■ Data for the task:
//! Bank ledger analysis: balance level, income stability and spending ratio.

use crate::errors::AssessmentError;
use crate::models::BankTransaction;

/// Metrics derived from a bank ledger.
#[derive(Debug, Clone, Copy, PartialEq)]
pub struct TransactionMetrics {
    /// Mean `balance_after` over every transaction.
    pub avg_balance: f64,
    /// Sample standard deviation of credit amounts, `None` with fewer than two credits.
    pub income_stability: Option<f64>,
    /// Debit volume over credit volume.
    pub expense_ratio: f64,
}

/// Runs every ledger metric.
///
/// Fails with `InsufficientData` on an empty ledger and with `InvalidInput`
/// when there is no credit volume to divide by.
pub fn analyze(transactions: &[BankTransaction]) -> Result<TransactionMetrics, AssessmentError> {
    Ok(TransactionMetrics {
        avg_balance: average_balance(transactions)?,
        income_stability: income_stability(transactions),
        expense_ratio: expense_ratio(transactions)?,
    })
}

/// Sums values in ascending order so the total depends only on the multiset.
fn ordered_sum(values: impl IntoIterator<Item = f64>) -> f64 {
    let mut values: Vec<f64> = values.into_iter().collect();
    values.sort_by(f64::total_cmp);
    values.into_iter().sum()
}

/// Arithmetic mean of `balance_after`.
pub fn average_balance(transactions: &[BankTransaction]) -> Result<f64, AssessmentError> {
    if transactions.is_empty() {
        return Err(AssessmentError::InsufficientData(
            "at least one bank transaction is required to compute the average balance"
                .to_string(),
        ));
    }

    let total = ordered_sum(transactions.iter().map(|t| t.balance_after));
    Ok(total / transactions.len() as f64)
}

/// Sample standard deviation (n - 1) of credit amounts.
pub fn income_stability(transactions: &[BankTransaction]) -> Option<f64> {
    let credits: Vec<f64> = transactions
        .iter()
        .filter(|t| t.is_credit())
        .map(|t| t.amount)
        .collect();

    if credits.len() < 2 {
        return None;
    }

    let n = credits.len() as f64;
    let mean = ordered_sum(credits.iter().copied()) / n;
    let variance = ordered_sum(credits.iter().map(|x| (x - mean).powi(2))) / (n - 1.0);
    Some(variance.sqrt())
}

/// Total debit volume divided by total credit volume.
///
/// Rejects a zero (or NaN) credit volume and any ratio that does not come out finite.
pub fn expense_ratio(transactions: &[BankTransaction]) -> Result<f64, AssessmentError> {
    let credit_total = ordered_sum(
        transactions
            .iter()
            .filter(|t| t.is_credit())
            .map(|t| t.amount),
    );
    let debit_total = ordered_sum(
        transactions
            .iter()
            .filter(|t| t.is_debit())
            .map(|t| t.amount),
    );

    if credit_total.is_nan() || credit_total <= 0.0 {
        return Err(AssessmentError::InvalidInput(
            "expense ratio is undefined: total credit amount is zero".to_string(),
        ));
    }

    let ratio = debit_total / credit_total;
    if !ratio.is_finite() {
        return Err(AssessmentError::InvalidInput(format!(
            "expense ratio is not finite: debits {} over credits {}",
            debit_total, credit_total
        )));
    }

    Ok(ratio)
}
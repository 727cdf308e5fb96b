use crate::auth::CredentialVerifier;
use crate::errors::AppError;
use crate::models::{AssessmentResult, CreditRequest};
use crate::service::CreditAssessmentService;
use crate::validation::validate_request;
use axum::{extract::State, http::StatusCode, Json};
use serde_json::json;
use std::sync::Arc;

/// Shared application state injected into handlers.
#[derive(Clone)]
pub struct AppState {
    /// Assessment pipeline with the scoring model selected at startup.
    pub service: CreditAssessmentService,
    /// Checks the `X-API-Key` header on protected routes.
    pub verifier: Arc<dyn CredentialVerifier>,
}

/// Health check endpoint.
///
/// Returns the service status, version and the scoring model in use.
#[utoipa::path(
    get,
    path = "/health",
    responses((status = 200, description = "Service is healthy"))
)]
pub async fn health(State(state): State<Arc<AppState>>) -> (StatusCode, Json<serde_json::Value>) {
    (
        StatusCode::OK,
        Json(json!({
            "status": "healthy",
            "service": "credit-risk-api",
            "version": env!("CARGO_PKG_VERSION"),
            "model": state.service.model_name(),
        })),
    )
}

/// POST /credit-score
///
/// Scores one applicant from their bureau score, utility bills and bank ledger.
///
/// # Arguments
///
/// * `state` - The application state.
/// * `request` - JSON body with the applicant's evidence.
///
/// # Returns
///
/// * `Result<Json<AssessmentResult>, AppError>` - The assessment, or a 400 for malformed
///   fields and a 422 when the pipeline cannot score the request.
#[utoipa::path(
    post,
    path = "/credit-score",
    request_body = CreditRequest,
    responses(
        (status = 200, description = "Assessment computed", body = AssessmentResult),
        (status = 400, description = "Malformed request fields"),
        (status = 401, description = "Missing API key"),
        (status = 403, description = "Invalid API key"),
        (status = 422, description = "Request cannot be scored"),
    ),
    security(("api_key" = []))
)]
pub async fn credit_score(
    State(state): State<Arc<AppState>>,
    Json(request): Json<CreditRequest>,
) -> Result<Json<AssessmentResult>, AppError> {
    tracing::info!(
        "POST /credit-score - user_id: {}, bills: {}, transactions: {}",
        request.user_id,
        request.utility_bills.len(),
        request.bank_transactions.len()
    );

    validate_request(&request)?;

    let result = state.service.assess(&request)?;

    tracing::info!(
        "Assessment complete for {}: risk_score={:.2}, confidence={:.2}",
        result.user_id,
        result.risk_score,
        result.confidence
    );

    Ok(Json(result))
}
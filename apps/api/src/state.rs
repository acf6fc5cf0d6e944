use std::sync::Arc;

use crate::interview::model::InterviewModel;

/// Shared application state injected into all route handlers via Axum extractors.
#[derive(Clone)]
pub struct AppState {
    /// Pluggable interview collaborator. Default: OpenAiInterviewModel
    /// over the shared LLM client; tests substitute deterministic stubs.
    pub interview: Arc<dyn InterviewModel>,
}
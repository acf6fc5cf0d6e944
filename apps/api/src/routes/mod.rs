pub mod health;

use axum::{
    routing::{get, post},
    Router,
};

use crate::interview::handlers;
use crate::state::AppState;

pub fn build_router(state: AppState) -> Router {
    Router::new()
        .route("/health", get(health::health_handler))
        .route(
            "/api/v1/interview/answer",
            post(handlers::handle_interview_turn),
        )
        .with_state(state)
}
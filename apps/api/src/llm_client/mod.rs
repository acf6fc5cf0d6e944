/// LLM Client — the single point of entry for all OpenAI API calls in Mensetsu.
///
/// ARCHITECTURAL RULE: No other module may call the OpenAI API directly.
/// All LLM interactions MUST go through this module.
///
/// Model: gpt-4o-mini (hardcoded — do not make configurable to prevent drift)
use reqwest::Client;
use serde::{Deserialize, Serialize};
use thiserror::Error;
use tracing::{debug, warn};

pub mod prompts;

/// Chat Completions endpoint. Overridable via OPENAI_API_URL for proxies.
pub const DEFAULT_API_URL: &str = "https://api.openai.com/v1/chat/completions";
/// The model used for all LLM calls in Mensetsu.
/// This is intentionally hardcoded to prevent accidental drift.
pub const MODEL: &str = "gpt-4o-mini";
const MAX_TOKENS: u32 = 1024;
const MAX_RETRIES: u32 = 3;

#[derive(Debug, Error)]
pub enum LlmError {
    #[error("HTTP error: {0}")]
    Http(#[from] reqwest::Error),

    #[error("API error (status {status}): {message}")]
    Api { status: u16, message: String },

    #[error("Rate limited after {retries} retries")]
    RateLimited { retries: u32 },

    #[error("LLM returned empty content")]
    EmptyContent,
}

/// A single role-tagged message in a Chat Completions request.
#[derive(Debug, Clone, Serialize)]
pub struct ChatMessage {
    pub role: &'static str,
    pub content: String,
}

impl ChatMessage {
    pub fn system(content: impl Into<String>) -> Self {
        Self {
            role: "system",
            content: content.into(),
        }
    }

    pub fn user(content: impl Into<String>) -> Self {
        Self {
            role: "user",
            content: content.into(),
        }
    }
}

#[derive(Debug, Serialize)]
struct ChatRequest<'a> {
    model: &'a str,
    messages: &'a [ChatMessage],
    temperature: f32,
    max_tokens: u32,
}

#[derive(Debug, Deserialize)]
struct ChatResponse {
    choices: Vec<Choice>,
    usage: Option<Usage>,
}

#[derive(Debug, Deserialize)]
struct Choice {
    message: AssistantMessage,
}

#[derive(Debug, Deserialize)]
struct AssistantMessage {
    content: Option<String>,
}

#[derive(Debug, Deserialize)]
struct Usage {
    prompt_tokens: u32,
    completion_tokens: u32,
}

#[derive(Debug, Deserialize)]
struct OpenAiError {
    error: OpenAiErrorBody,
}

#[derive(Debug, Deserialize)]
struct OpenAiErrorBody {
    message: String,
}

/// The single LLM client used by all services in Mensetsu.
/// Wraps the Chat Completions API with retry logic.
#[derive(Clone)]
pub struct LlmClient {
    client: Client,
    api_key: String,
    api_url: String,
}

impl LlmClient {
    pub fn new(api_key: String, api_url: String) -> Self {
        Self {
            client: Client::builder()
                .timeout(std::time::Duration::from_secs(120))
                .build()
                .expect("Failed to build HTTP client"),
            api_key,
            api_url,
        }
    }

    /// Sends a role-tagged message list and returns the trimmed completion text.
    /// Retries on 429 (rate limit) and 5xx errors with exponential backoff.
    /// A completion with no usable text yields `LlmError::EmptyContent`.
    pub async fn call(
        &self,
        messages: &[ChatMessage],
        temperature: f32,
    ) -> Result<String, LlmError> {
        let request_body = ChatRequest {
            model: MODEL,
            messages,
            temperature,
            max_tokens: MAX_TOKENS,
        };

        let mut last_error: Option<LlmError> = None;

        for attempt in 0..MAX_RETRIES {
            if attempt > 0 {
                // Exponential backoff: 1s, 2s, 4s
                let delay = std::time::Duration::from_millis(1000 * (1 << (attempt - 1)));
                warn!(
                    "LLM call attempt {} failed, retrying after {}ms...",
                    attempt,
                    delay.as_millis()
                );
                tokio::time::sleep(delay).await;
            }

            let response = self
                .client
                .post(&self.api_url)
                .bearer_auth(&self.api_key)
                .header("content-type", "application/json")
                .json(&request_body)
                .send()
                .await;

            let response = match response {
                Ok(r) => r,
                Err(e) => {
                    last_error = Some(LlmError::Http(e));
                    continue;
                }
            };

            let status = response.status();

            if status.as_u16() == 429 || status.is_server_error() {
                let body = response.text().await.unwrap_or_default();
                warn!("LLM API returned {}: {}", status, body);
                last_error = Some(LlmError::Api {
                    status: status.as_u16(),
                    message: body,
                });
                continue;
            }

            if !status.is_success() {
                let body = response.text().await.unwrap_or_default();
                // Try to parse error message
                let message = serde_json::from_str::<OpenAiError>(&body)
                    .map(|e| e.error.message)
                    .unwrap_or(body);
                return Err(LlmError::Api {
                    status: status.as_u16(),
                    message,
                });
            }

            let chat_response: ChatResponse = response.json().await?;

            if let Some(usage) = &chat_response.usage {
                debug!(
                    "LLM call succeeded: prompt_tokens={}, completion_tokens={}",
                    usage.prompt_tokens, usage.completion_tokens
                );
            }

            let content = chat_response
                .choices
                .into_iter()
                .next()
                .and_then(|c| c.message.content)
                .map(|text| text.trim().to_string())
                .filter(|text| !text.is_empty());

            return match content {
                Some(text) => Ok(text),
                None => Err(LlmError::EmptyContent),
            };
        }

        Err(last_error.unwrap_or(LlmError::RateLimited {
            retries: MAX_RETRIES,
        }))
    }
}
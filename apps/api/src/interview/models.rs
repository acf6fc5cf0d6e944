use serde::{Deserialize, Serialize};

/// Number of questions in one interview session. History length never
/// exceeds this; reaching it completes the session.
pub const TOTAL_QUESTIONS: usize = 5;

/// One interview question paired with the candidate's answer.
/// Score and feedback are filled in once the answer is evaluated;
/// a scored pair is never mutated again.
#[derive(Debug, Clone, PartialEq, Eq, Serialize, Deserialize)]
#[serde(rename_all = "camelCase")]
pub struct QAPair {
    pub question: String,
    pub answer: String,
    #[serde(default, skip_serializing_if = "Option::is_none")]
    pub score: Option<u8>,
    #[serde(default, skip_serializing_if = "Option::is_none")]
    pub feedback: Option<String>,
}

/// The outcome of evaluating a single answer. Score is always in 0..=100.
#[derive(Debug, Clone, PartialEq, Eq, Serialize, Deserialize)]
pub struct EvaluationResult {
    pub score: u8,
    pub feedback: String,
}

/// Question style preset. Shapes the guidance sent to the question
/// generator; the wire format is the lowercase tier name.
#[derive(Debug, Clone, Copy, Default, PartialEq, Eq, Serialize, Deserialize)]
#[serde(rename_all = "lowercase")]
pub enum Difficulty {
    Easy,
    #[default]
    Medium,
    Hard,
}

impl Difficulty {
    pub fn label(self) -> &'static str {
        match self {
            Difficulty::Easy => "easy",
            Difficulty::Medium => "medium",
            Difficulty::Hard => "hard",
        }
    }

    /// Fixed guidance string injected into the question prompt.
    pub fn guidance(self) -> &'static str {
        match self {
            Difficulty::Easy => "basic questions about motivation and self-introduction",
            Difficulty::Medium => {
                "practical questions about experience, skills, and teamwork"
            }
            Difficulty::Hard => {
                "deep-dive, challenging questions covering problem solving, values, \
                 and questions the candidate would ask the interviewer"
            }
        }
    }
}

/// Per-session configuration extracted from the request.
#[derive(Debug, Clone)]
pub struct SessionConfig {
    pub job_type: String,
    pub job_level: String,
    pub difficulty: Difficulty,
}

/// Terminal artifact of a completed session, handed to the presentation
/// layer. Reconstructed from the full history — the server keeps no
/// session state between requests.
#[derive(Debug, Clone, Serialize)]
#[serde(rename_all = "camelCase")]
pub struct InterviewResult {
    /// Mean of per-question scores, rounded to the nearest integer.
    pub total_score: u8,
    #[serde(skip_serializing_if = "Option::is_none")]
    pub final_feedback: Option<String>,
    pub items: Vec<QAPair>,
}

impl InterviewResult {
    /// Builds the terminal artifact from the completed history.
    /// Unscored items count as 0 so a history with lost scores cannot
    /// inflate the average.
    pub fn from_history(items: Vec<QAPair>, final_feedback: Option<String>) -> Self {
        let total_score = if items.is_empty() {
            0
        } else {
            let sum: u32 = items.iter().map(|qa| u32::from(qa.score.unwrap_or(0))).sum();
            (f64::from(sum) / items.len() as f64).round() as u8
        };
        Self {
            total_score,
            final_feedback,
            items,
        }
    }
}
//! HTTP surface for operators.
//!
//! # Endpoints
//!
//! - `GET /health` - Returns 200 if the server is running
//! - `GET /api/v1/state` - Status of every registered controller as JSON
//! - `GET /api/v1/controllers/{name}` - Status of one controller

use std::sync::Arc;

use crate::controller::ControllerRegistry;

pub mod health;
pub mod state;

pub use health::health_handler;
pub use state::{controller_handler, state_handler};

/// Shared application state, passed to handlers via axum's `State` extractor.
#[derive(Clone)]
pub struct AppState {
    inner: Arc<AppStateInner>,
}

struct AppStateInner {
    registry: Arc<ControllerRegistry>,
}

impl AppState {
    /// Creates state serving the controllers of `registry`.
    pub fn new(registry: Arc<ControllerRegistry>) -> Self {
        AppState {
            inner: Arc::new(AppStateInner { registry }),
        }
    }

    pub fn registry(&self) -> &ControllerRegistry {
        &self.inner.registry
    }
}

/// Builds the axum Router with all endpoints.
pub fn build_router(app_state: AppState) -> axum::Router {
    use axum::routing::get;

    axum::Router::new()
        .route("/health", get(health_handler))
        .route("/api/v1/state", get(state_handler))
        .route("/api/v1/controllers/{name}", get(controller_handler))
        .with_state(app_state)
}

■ Work task: Search the data for the string "filter". List each line that has it.

■ Exercise response:
        .filter(|t| t.is_credit())
            .filter(|t| t.is_credit())
            .filter(|t| t.is_debit())
                .filter(|text| !text.is_empty());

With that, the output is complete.